Патрик был доволен своей работой. Он искренне радовался новострою и возможности находиться в гуще всех событий, отдавать приказы и видеть, как к нему с огромным уважением относятся убеленные сединой и умудренные жизненным опытом старейшины многих цехов.
К тому же у него в подчинении оказалось немало молодых женщин и девушек. Он умел сделать так, что редкая ночь обходилась без того, чтобы он не пользовал очередную веселушку, затащив ее в укромное местечко. Хотя после этого ему приходилось идти на некоторые уступки, а то и подкидывать избраннице несколько монет.
А уж эти звонкие кружочки у него стали водиться в достатке. Нет, он не обворовывал бюргермейстера и город. Он брал лишь малую часть. Свою. Ведь он честно и много трудился.
Правда, иногда палач косо посматривал на него, но не задавал лишних вопросов.

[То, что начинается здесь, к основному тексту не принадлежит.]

//! Transaction signature hashes.
//!
//! Three algorithms are in use, chosen by transaction version:
//!
//! * v5: a tree of personalised BLAKE2b digests over the header, the
//!   transparent part and the effecting data of each shielded bundle, in the
//!   manner of ZIP 244.
//! * v3 and v4: a flat personalised BLAKE2b digest in the manner of
//!   ZIP 143/243. The Sapling part is committed to through the bundle's
//!   effects digest.
//! * v1 and v2: the classic double SHA-256 over a modified serialization.
//!
//! Every algorithm commits to the consensus branch id except the classic
//! one, which predates network upgrades.
//!
//! Only `SIGHASH_ALL` is supported.

use serde::Deserialize;
use serde::Serialize;

use super::transparent::write_compact_size;
use super::transparent::Script;
use super::transparent::TransparentInputInfo;
use super::Transaction;
use crate::models::blockchain::amount::Amount;
use crate::models::blockchain::digest::blake2b_personal;
use crate::models::blockchain::digest::sha256d;
use crate::models::blockchain::digest::Hash256;
use crate::models::blockchain::shielded::bundle::empty_effects_digest;
use crate::models::blockchain::shielded::bundle::UnauthorizedBundle;
use crate::models::blockchain::shielded::ShieldedPool;

pub const SIGHASH_ALL: u8 = 0x01;

/// What a signature hash is computed for.
#[derive(Debug, Clone, Copy)]
pub enum SignableInput<'a> {
    /// The whole transaction, as signed by shielded components
    /// (`NOT_AN_INPUT`).
    Shielded,

    /// One transparent input spending a coin locked by `script_code`.
    Transparent {
        index: usize,
        script_code: &'a Script,
        value: Amount,
    },
}

/// What a signature hash commits to for one shielded bundle.
#[derive(Debug, Clone, Copy, PartialEq, Eq)]
pub struct BundleCommitment {
    pub effects_digest: Hash256,
    pub value_balance: Amount,
}

/// Shielded bundles of a transaction, reduced to what its signature hash
/// commits to. Identical whether computed from unauthorized bundles during
/// building or from the authorized bundles of the finished transaction.
#[derive(Debug, Clone, Copy, Default, PartialEq, Eq)]
pub struct ShieldedEffects {
    pub sapling: Option<BundleCommitment>,
    pub orchard: Option<BundleCommitment>,
}

impl ShieldedEffects {
    pub fn from_bundles(
        sapling: Option<&UnauthorizedBundle>,
        orchard: Option<&UnauthorizedBundle>,
    ) -> Self {
        let commit = |b: &UnauthorizedBundle| BundleCommitment {
            effects_digest: b.effects_digest(),
            value_balance: b.value_balance,
        };
        Self {
            sapling: sapling.map(commit),
            orchard: orchard.map(commit),
        }
    }

    pub fn of_transaction(tx: &Transaction) -> Self {
        Self {
            sapling: tx.sapling_bundle.as_ref().map(|b| BundleCommitment {
                effects_digest: b.effects_digest(),
                value_balance: b.value_balance,
            }),
            orchard: tx.orchard_bundle.as_ref().map(|b| BundleCommitment {
                effects_digest: b.effects_digest(),
                value_balance: b.value_balance,
            }),
        }
    }
}

#[derive(Debug, Clone, PartialEq, Eq, thiserror::Error, Serialize, Deserialize)]
#[non_exhaustive]
pub enum SigHashError {
    #[error("transparent input index {index} out of range ({len} inputs)")]
    InputIndexOutOfRange { index: usize, len: usize },

    #[error("{infos} transparent input infos for {inputs} inputs")]
    InputInfoMismatch { infos: usize, inputs: usize },

    #[error("version {0} transactions cannot carry JoinSplits")]
    JoinSplitsUnsupported(u32),

    #[error("version {version} transactions cannot carry {pool} bundles")]
    BundleUnsupported { version: u32, pool: ShieldedPool },

    #[error("unsupported hash type {0:#04x}")]
    UnsupportedHashType(u8),
}

/// Compute the signature hash of `tx` for `input`.
///
/// `inputs` describes the coins spent by `tx.vin`, in the same order.
pub fn signature_hash(
    tx: &Transaction,
    input: SignableInput<'_>,
    hash_type: u8,
    inputs: &[TransparentInputInfo],
    shielded: &ShieldedEffects,
) -> Result<Hash256, SigHashError> {
    if hash_type != SIGHASH_ALL {
        return Err(SigHashError::UnsupportedHashType(hash_type));
    }
    if inputs.len() != tx.vin.len() {
        return Err(SigHashError::InputInfoMismatch {
            infos: inputs.len(),
            inputs: tx.vin.len(),
        });
    }
    if let SignableInput::Transparent { index, .. } = input {
        if index >= tx.vin.len() {
            return Err(SigHashError::InputIndexOutOfRange {
                index,
                len: tx.vin.len(),
            });
        }
    }
    if !tx.join_splits.is_empty() && !tx.version.supports_join_splits() {
        return Err(SigHashError::JoinSplitsUnsupported(tx.version.version));
    }
    if shielded.sapling.is_some() && !tx.version.supports_sapling() {
        return Err(SigHashError::BundleUnsupported {
            version: tx.version.version,
            pool: ShieldedPool::Sapling,
        });
    }
    if shielded.orchard.is_some() && !tx.version.supports_orchard() {
        return Err(SigHashError::BundleUnsupported {
            version: tx.version.version,
            pool: ShieldedPool::Orchard,
        });
    }

    let digest = if tx.version.supports_orchard() {
        v5_signature_hash(tx, input, hash_type, inputs, shielded)
    } else if tx.version.overwintered {
        overwinter_signature_hash(tx, input, hash_type, shielded)
    } else {
        sprout_signature_hash(tx, input, hash_type)
    };
    Ok(digest)
}

fn branch_personalization(prefix: &[u8; 12], branch_id: u32) -> [u8; 16] {
    let mut personal = [0u8; 16];
    personal[..12].copy_from_slice(prefix);
    personal[12..].copy_from_slice(&branch_id.to_le_bytes());
    personal
}

fn prevouts_bytes(tx: &Transaction) -> Vec<u8> {
    let mut data = vec![];
    for txin in &tx.vin {
        txin.prevout.write_to(&mut data);
    }
    data
}

fn sequence_bytes(tx: &Transaction) -> Vec<u8> {
    tx.vin
        .iter()
        .flat_map(|txin| txin.sequence.to_le_bytes())
        .collect()
}

fn outputs_bytes(tx: &Transaction) -> Vec<u8> {
    let mut data = vec![];
    for out in &tx.vout {
        out.write_to(&mut data);
    }
    data
}

fn v5_signature_hash(
    tx: &Transaction,
    input: SignableInput<'_>,
    hash_type: u8,
    inputs: &[TransparentInputInfo],
    shielded: &ShieldedEffects,
) -> Hash256 {
    let header_digest = blake2b_personal(
        b"ZTxIdHeadersHash",
        &[
            &tx.version.header().to_le_bytes(),
            &tx.version.version_group_id.to_le_bytes(),
            &tx.consensus_branch_id.to_le_bytes(),
            &tx.lock_time.to_le_bytes(),
            &tx.expiry_height.to_le_bytes(),
        ],
    );

    let prevouts_digest = blake2b_personal(b"ZTxIdPrevoutHash", &[&prevouts_bytes(tx)]);
    let sequence_digest = blake2b_personal(b"ZTxIdSequencHash", &[&sequence_bytes(tx)]);
    let outputs_digest = blake2b_personal(b"ZTxIdOutputsHash", &[&outputs_bytes(tx)]);

    let transparent_digest = if tx.vin.is_empty() && tx.vout.is_empty() {
        blake2b_personal(b"ZTxIdTranspaHash", &[])
    } else if tx.vin.is_empty() {
        blake2b_personal(
            b"ZTxIdTranspaHash",
            &[
                prevouts_digest.as_bytes(),
                sequence_digest.as_bytes(),
                outputs_digest.as_bytes(),
            ],
        )
    } else {
        let amounts: Vec<u8> = inputs
            .iter()
            .flat_map(|info| info.value.to_le_bytes())
            .collect();
        let mut scripts = vec![];
        for info in inputs {
            info.script_pubkey.write_to(&mut scripts);
        }
        let amounts_digest = blake2b_personal(b"ZTxTrAmountsHash", &[&amounts]);
        let scripts_digest = blake2b_personal(b"ZTxTrScriptsHash", &[&scripts]);

        let txin_digest = match input {
            SignableInput::Shielded => blake2b_personal(b"Zcash___TxInHash", &[]),
            SignableInput::Transparent {
                index,
                script_code,
                value,
            } => {
                let txin = &tx.vin[index];
                let mut data = vec![];
                txin.prevout.write_to(&mut data);
                data.extend_from_slice(&value.to_le_bytes());
                script_code.write_to(&mut data);
                data.extend_from_slice(&txin.sequence.to_le_bytes());
                blake2b_personal(b"Zcash___TxInHash", &[&data])
            }
        };

        blake2b_personal(
            b"ZTxIdTranspaHash",
            &[
                &[hash_type],
                prevouts_digest.as_bytes(),
                amounts_digest.as_bytes(),
                scripts_digest.as_bytes(),
                sequence_digest.as_bytes(),
                outputs_digest.as_bytes(),
                txin_digest.as_bytes(),
            ],
        )
    };

    let sapling_digest = shielded
        .sapling
        .map_or_else(|| empty_effects_digest(ShieldedPool::Sapling), |b| b.effects_digest);
    let orchard_digest = shielded
        .orchard
        .map_or_else(|| empty_effects_digest(ShieldedPool::Orchard), |b| b.effects_digest);

    blake2b_personal(
        &branch_personalization(b"ZcashTxHash_", tx.consensus_branch_id),
        &[
            header_digest.as_bytes(),
            transparent_digest.as_bytes(),
            sapling_digest.as_bytes(),
            orchard_digest.as_bytes(),
        ],
    )
}

fn overwinter_signature_hash(
    tx: &Transaction,
    input: SignableInput<'_>,
    hash_type: u8,
    shielded: &ShieldedEffects,
) -> Hash256 {
    let digest_or_zero = |empty: bool, personal: &[u8; 16], data: &[u8]| {
        if empty {
            Hash256::ZERO
        } else {
            blake2b_personal(personal, &[data])
        }
    };

    let hash_prevouts = digest_or_zero(tx.vin.is_empty(), b"ZcashPrevoutHash", &prevouts_bytes(tx));
    let hash_sequence = digest_or_zero(tx.vin.is_empty(), b"ZcashSequencHash", &sequence_bytes(tx));
    let hash_outputs = digest_or_zero(tx.vout.is_empty(), b"ZcashOutputsHash", &outputs_bytes(tx));

    let hash_join_splits = {
        let mut data = vec![];
        for js in &tx.join_splits {
            js.write_to(&mut data);
        }
        data.extend_from_slice(&tx.join_split_pub_key);
        digest_or_zero(tx.join_splits.is_empty(), b"ZcashJSplitsHash", &data)
    };

    let mut data = vec![];
    data.extend_from_slice(&tx.version.header().to_le_bytes());
    data.extend_from_slice(&tx.version.version_group_id.to_le_bytes());
    data.extend_from_slice(hash_prevouts.as_bytes());
    data.extend_from_slice(hash_sequence.as_bytes());
    data.extend_from_slice(hash_outputs.as_bytes());
    data.extend_from_slice(hash_join_splits.as_bytes());
    if tx.version.supports_sapling() {
        let hash_sapling = shielded
            .sapling
            .map_or(Hash256::ZERO, |b| b.effects_digest);
        data.extend_from_slice(hash_sapling.as_bytes());
    }
    data.extend_from_slice(&tx.lock_time.to_le_bytes());
    data.extend_from_slice(&tx.expiry_height.to_le_bytes());
    if tx.version.supports_sapling() {
        let value_balance = shielded
            .sapling
            .map_or(Amount::ZERO, |b| b.value_balance);
        data.extend_from_slice(&value_balance.to_le_bytes());
    }
    data.extend_from_slice(&u32::from(hash_type).to_le_bytes());

    if let SignableInput::Transparent {
        index,
        script_code,
        value,
    } = input
    {
        let txin = &tx.vin[index];
        txin.prevout.write_to(&mut data);
        script_code.write_to(&mut data);
        data.extend_from_slice(&value.to_le_bytes());
        data.extend_from_slice(&txin.sequence.to_le_bytes());
    }

    blake2b_personal(
        &branch_personalization(b"ZcashSigHash", tx.consensus_branch_id),
        &[&data],
    )
}

fn sprout_signature_hash(tx: &Transaction, input: SignableInput<'_>, hash_type: u8) -> Hash256 {
    let signed_index = match input {
        SignableInput::Transparent {
            index, script_code, ..
        } => Some((index, script_code)),
        SignableInput::Shielded => None,
    };

    let mut data = vec![];
    data.extend_from_slice(&tx.version.header().to_le_bytes());

    write_compact_size(&mut data, tx.vin.len());
    for (i, txin) in tx.vin.iter().enumerate() {
        txin.prevout.write_to(&mut data);
        match signed_index {
            Some((index, script_code)) if index == i => script_code.write_to(&mut data),
            _ => Script::new().write_to(&mut data),
        }
        data.extend_from_slice(&txin.sequence.to_le_bytes());
    }

    write_compact_size(&mut data, tx.vout.len());
    data.extend_from_slice(&outputs_bytes(tx));
    data.extend_from_slice(&tx.lock_time.to_le_bytes());

    if tx.version.supports_join_splits() {
        write_compact_size(&mut data, tx.join_splits.len());
        for js in &tx.join_splits {
            js.write_to(&mut data);
        }
        if !tx.join_splits.is_empty() {
            data.extend_from_slice(&tx.join_split_pub_key);
        }
    }

    data.extend_from_slice(&u32::from(hash_type).to_le_bytes());
    sha256d(&data)
}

Ведь дело ладилось. Работа продвигалась, и народ был счастлив, оттого что в скучную жизнь Витинбурга ворвался бюргермейстер со своим великим делом, а при нем состоял не менее значительный Патрик.
Только несколько огорчал могильщик Ешко. Иногда доводилось приходить на ночлег в его дом, и могильщик всякий раз, выставляя на стол вино и еду, долго всматривался в лицо молодого человека. И когда тот, усиленно налегая на дармовое угощение, пьянел, настойчиво выспрашивал, как продвигаются работы.
Довольный ответами, Ешко неизменно заключал:
– Значит, скоро золотишко потечет ручейком. За ним вслед потянутся и богатенькие купчишки. Вот будет потеха. Вот будет работа.
Патрик отмалчивался и, хлебнув напоследок вина, отползал в тесную конуру, на выделенную ему могильщиком лежанку.
Завтра будет новый день. Новые заботы и новые дела.
* * *
Хейла вся измучилась. Никогда прежде ее хозяин не одевался с такой тщательностью и требовательностью.
Начал он с умывания лица теплой водой. Затем потребовал давно отставленные пахучие мази и жидкости. Он долго и с удовольствием натирал свое большое тело мазью, приобретенной им у знаменитого императорского алхимика Цельмуса. Это была воистину пахучая смесь, настоянная на кастереуме и выделениях из желез цибетовой кошки. К ним добавлялись цветы гвоздики и незабудки. А подмышки и лицо бюргермейстер смочил спиртиусом, в котором был растворен, все тем же Цельмусом, мускус половых желез самца кабарги.
От этих животных запахов воздух в спальне загустел и стал приторно сладким.
Хозяин облачился в шелковую тогу, на которой не могли удержаться ни блохи, ни вши, а затем надел новый камзол вишневого цвета. На ногах его были высокие сапожки с серебряными пряжками и задранными кверху носками. Завершали наряд плащ на бобровом меху и глубокая шапка из бурой лисицы.
На дворе уже вовсю хозяйничала весна, солнечными лучами растапливая серый снег и сгоняя его ручейками с малых возвышенностей. В небе резвились и оглушительно пели лесные птицы. Земля набухла и задышала гнилостью близлежащих болот.
Уж слишком по-зимнему оделся уважаемый бюргермейстер. Но как еще показать себя? Разве что нанизать на пальцы большие кольца с горящими камнями и повесить на грудь огромную золотую цепь с гербом города.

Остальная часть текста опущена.